A um responsável da polícia da cidade, pedi um balanço das salas de consumo assistido. Não podia ser senão positivo, respondeu, com justificações práticas: “As pessoas já não encontram seringas nos jardins”; “agora controlamos melhor o tráfico, até ao traficante médio”.
Isto foi num período em que o grande problema se chamava heroína, na Suíça como em Portugal, e levou-me a reconhecer naquele país, que via como conservador, uma faceta progressista e, sobretudo, de grande pragmatismo. Justamente o pragmatismo que precisávamos de ver nos conservadores do Porto, cidade onde moradores e comerciantes se atormentam com o consumo de drogas duras nas ruas, numa variação geográfica que acompanha os humores de traficantes e poderes públicos: a Câmara manda abaixo o Aleixo, o tráfico segue para a Pasteleira; a PSP carrega sobre a Pasteleira, o desassossego distribui-se por Ramalde, Campinas, Francos, Cerco, Sé...…
Enquanto o Mundo mantiver o paradigma proibicionista, o tráfico de drogas continuará a ser demasiado lucrativo para acabar, por mais polícias que o combatam. Logo, não faz sentido que nos limitemos a chamar a polícia, como se tem insistido na Invicta. Além de se continuar a gastar milhões no interminável jogo do gato e do rato, importa atuar minimamente sobre a procura, para a diminuir. E as salas de chuto, podendo tirar consumo da via pública, são um instrumento relativamente barato que também é capaz de servir aquele propósito, se articulado com respostas terapêuticas céleres e eficazes.
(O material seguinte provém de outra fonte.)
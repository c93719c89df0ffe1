//! Statically typed matching request.
//!
//! Unknown fields are rejected and required fields must be present. Only
//! `threshold`, `detectedBoxes` and `algorithm` are optional.

use serde::{Deserialize, Serialize};

use crate::error::ReconcileError;
use crate::resolver::MatchAlgorithm;
use crate::types::{BoundingBox, DetectedFace, Embedding, Roster, RosterEntry};

pub const DEFAULT_THRESHOLD: f32 = 0.6;

#[derive(Debug, Clone, PartialEq, Serialize, Deserialize)]
#[serde(deny_unknown_fields, rename_all = "camelCase")]
pub struct MatchRequest {
    /// N×D, in detection order.
    pub detected_embeddings: Vec<Vec<f32>>,
    /// M×D, index-aligned with `student_ids`.
    pub roster_embeddings: Vec<Vec<f32>>,
    pub student_ids: Vec<String>,
    /// Falls back to the caller's default (0.6 unless configured).
    #[serde(default, skip_serializing_if = "Option::is_none")]
    pub threshold: Option<f32>,
    /// Index-aligned with `detected_embeddings` when present.
    #[serde(default, skip_serializing_if = "Option::is_none")]
    pub detected_boxes: Option<Vec<BoundingBox>>,
    #[serde(default, skip_serializing_if = "Option::is_none")]
    pub algorithm: Option<MatchAlgorithm>,
}

/// A request checked for shape and split into the core's input types.
#[derive(Debug, Clone, PartialEq)]
pub struct PreparedRequest {
    pub faces: Vec<DetectedFace>,
    pub roster: Roster,
    pub threshold: f32,
    pub algorithm: MatchAlgorithm,
}

impl MatchRequest {
    pub fn new(
        detected_embeddings: Vec<Vec<f32>>,
        roster_embeddings: Vec<Vec<f32>>,
        student_ids: Vec<String>,
    ) -> Self {
        Self {
            detected_embeddings,
            roster_embeddings,
            student_ids,
            threshold: None,
            detected_boxes: None,
            algorithm: None,
        }
    }

    pub fn from_json(json: &str) -> Result<Self, serde_json::Error> {
        serde_json::from_str(json)
    }

    /// [`prepare_with`](Self::prepare_with) using the built-in defaults.
    pub fn prepare(self) -> Result<PreparedRequest, ReconcileError> {
        self.prepare_with(DEFAULT_THRESHOLD, MatchAlgorithm::default())
    }

    /// Check request-level shape (threshold range, aligned lengths) and
    /// build faces and roster. Embedding contents are checked later by the
    /// validator.
    pub fn prepare_with(
        self,
        default_threshold: f32,
        default_algorithm: MatchAlgorithm,
    ) -> Result<PreparedRequest, ReconcileError> {
        let threshold = self.threshold.unwrap_or(default_threshold);
        validate_threshold(threshold)?;

        if self.student_ids.len() != self.roster_embeddings.len() {
            return Err(ReconcileError::InputLengthMismatch {
                field: "studentIds",
                expected: self.roster_embeddings.len(),
                actual: self.student_ids.len(),
            });
        }

        let boxes: Vec<Option<BoundingBox>> = match self.detected_boxes {
            Some(b) if b.len() != self.detected_embeddings.len() => {
                return Err(ReconcileError::InputLengthMismatch {
                    field: "detectedBoxes",
                    expected: self.detected_embeddings.len(),
                    actual: b.len(),
                });
            }
            Some(b) => b.into_iter().map(Some).collect(),
            None => vec![None; self.detected_embeddings.len()],
        };

        let faces = self
            .detected_embeddings
            .into_iter()
            .zip(boxes)
            .enumerate()
            .map(|(index, (values, bbox))| DetectedFace {
                index,
                embedding: Embedding::new(values),
                bbox,
            })
            .collect();

        let roster = Roster::new(
            self.student_ids
                .into_iter()
                .zip(self.roster_embeddings)
                .map(|(student_id, values)| RosterEntry {
                    student_id,
                    embedding: Embedding::new(values),
                })
                .collect(),
        );

        Ok(PreparedRequest {
            faces,
            roster,
            threshold,
            algorithm: self.algorithm.unwrap_or(default_algorithm),
        })
    }
}

/// Thresholds must lie in (0, 1].
pub fn validate_threshold(threshold: f32) -> Result<(), ReconcileError> {
    if threshold > 0.0 && threshold <= 1.0 {
        Ok(())
    } else {
        Err(ReconcileError::InvalidThreshold(threshold))
    }
}

#[cfg(test)]
mod tests {
    use super::*;

    #[test]
    fn test_parse_minimal_request() {
        let req = MatchRequest::from_json(
            r#"{
                "detectedEmbeddings": [[1.0, 0.0]],
                "rosterEmbeddings": [[1.0, 0.0], [0.0, 1.0]],
                "studentIds": ["s1", "s2"]
            }"#,
        )
        .unwrap();
        assert_eq!(req.threshold, None);
        assert_eq!(req.algorithm, None);
        assert!(req.detected_boxes.is_none());

        let prepared = req.prepare().unwrap();
        assert_eq!(prepared.threshold, DEFAULT_THRESHOLD);
        assert_eq!(prepared.algorithm, MatchAlgorithm::GreedyV1);
    }

    #[test]
    fn test_parse_rejects_unknown_field() {
        let err = MatchRequest::from_json(
            r#"{
                "detectedEmbeddings": [],
                "rosterEmbeddings": [],
                "studentIds": [],
                "topK": 3
            }"#,
        )
        .unwrap_err();
        assert!(err.to_string().contains("topK"), "{err}");
    }

    #[test]
    fn test_parse_rejects_missing_field() {
        let err = MatchRequest::from_json(r#"{"detectedEmbeddings": [], "studentIds": []}"#)
            .unwrap_err();
        assert!(err.to_string().contains("rosterEmbeddings"), "{err}");
    }

    #[test]
    fn test_parse_algorithm_and_boxes() {
        let req = MatchRequest::from_json(
            r#"{
                "detectedEmbeddings": [[1.0]],
                "rosterEmbeddings": [[1.0]],
                "studentIds": ["s1"],
                "threshold": 0.75,
                "algorithm": "optimal-v1",
                "detectedBoxes": [{"x": 1, "y": 2, "width": 30, "height": 40}]
            }"#,
        )
        .unwrap();
        let prepared = req.prepare().unwrap();
        assert_eq!(prepared.algorithm, MatchAlgorithm::OptimalV1);
        assert_eq!(prepared.threshold, 0.75);
        assert_eq!(prepared.faces[0].bbox.as_ref().map(|b| b.height), Some(40.0));
    }

    #[test]
    fn test_prepare_with_caller_defaults() {
        let req = MatchRequest::new(vec![vec![1.0]], vec![vec![1.0]], vec!["s1".into()]);
        let prepared = req
            .clone()
            .prepare_with(0.8, MatchAlgorithm::OptimalV1)
            .unwrap();
        assert_eq!(prepared.threshold, 0.8);
        assert_eq!(prepared.algorithm, MatchAlgorithm::OptimalV1);

        let mut explicit = req;
        explicit.threshold = Some(0.65);
        explicit.algorithm = Some(MatchAlgorithm::GreedyV1);
        let prepared = explicit.prepare_with(0.8, MatchAlgorithm::OptimalV1).unwrap();
        assert_eq!(prepared.threshold, 0.65);
        assert_eq!(prepared.algorithm, MatchAlgorithm::GreedyV1);
    }

    #[test]
    fn test_prepare_length_mismatch() {
        let req = MatchRequest::new(
            vec![vec![1.0]],
            vec![vec![1.0], vec![0.5]],
            vec!["s1".into()],
        );
        assert_eq!(
            req.prepare().unwrap_err(),
            ReconcileError::InputLengthMismatch {
                field: "studentIds",
                expected: 2,
                actual: 1,
            }
        );
    }

    #[test]
    fn test_prepare_box_count_mismatch() {
        let mut req = MatchRequest::new(vec![vec![1.0], vec![0.0]], vec![vec![1.0]], vec!["s1".into()]);
        req.detected_boxes = Some(vec![BoundingBox {
            x: 0.0,
            y: 0.0,
            width: 1.0,
            height: 1.0,
            confidence: Some(0.99),
        }]);
        assert!(matches!(
            req.prepare().unwrap_err(),
            ReconcileError::InputLengthMismatch {
                field: "detectedBoxes",
                ..
            }
        ));
    }

    #[test]
    fn test_threshold_range() {
        assert!(validate_threshold(0.6).is_ok());
        assert!(validate_threshold(1.0).is_ok());
        assert!(validate_threshold(0.0).is_err());
        assert!(validate_threshold(-0.2).is_err());
        assert!(validate_threshold(1.01).is_err());
        assert!(validate_threshold(f32::NAN).is_err());
    }

    #[test]
    fn test_prepare_assigns_detection_order_indices() {
        let req = MatchRequest::new(
            vec![vec![1.0], vec![0.5], vec![0.2]],
            vec![vec![1.0]],
            vec!["s1".into()],
        );
        let prepared = req.prepare().unwrap();
        let indices: Vec<usize> = prepared.faces.iter().map(|f| f.index).collect();
        assert_eq!(indices, vec![0, 1, 2]);
        assert_eq!(prepared.roster.entries[0].student_id, "s1");
    }
}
Só que, 23 anos depois de ter descriminalizado o consumo de drogas, para substituir a repressão por uma abordagem social e terapêutica (a única lei portuguesa que me lembro de ver elogiada lá fora), Portugal oferece pouco mais salas de consumo vigiado do que uma cidade suíça de 175 mil habitantes tinha há 20 anos: três fixas e uma móvel em Lisboa; uma móvel em Almada e Setúbal; e uma no Porto, desde 2022, a título experimental.
Obviamente, o Porto e o país precisam de estruturas destas, e com retaguarda que garanta uma saída rápida a quem decida tentar livrar-se do vício. Porque, ainda há dois meses, a coordenadora da sala da zona de Alcântara (Lisboa), com 2011 utentes, contava no JN que tinha referenciado 72 para tratamento, mas avisava: “O tempo de espera ronda os quatro meses ou mais”. Para um toxicodependente, é praticamente um apelo à desistência.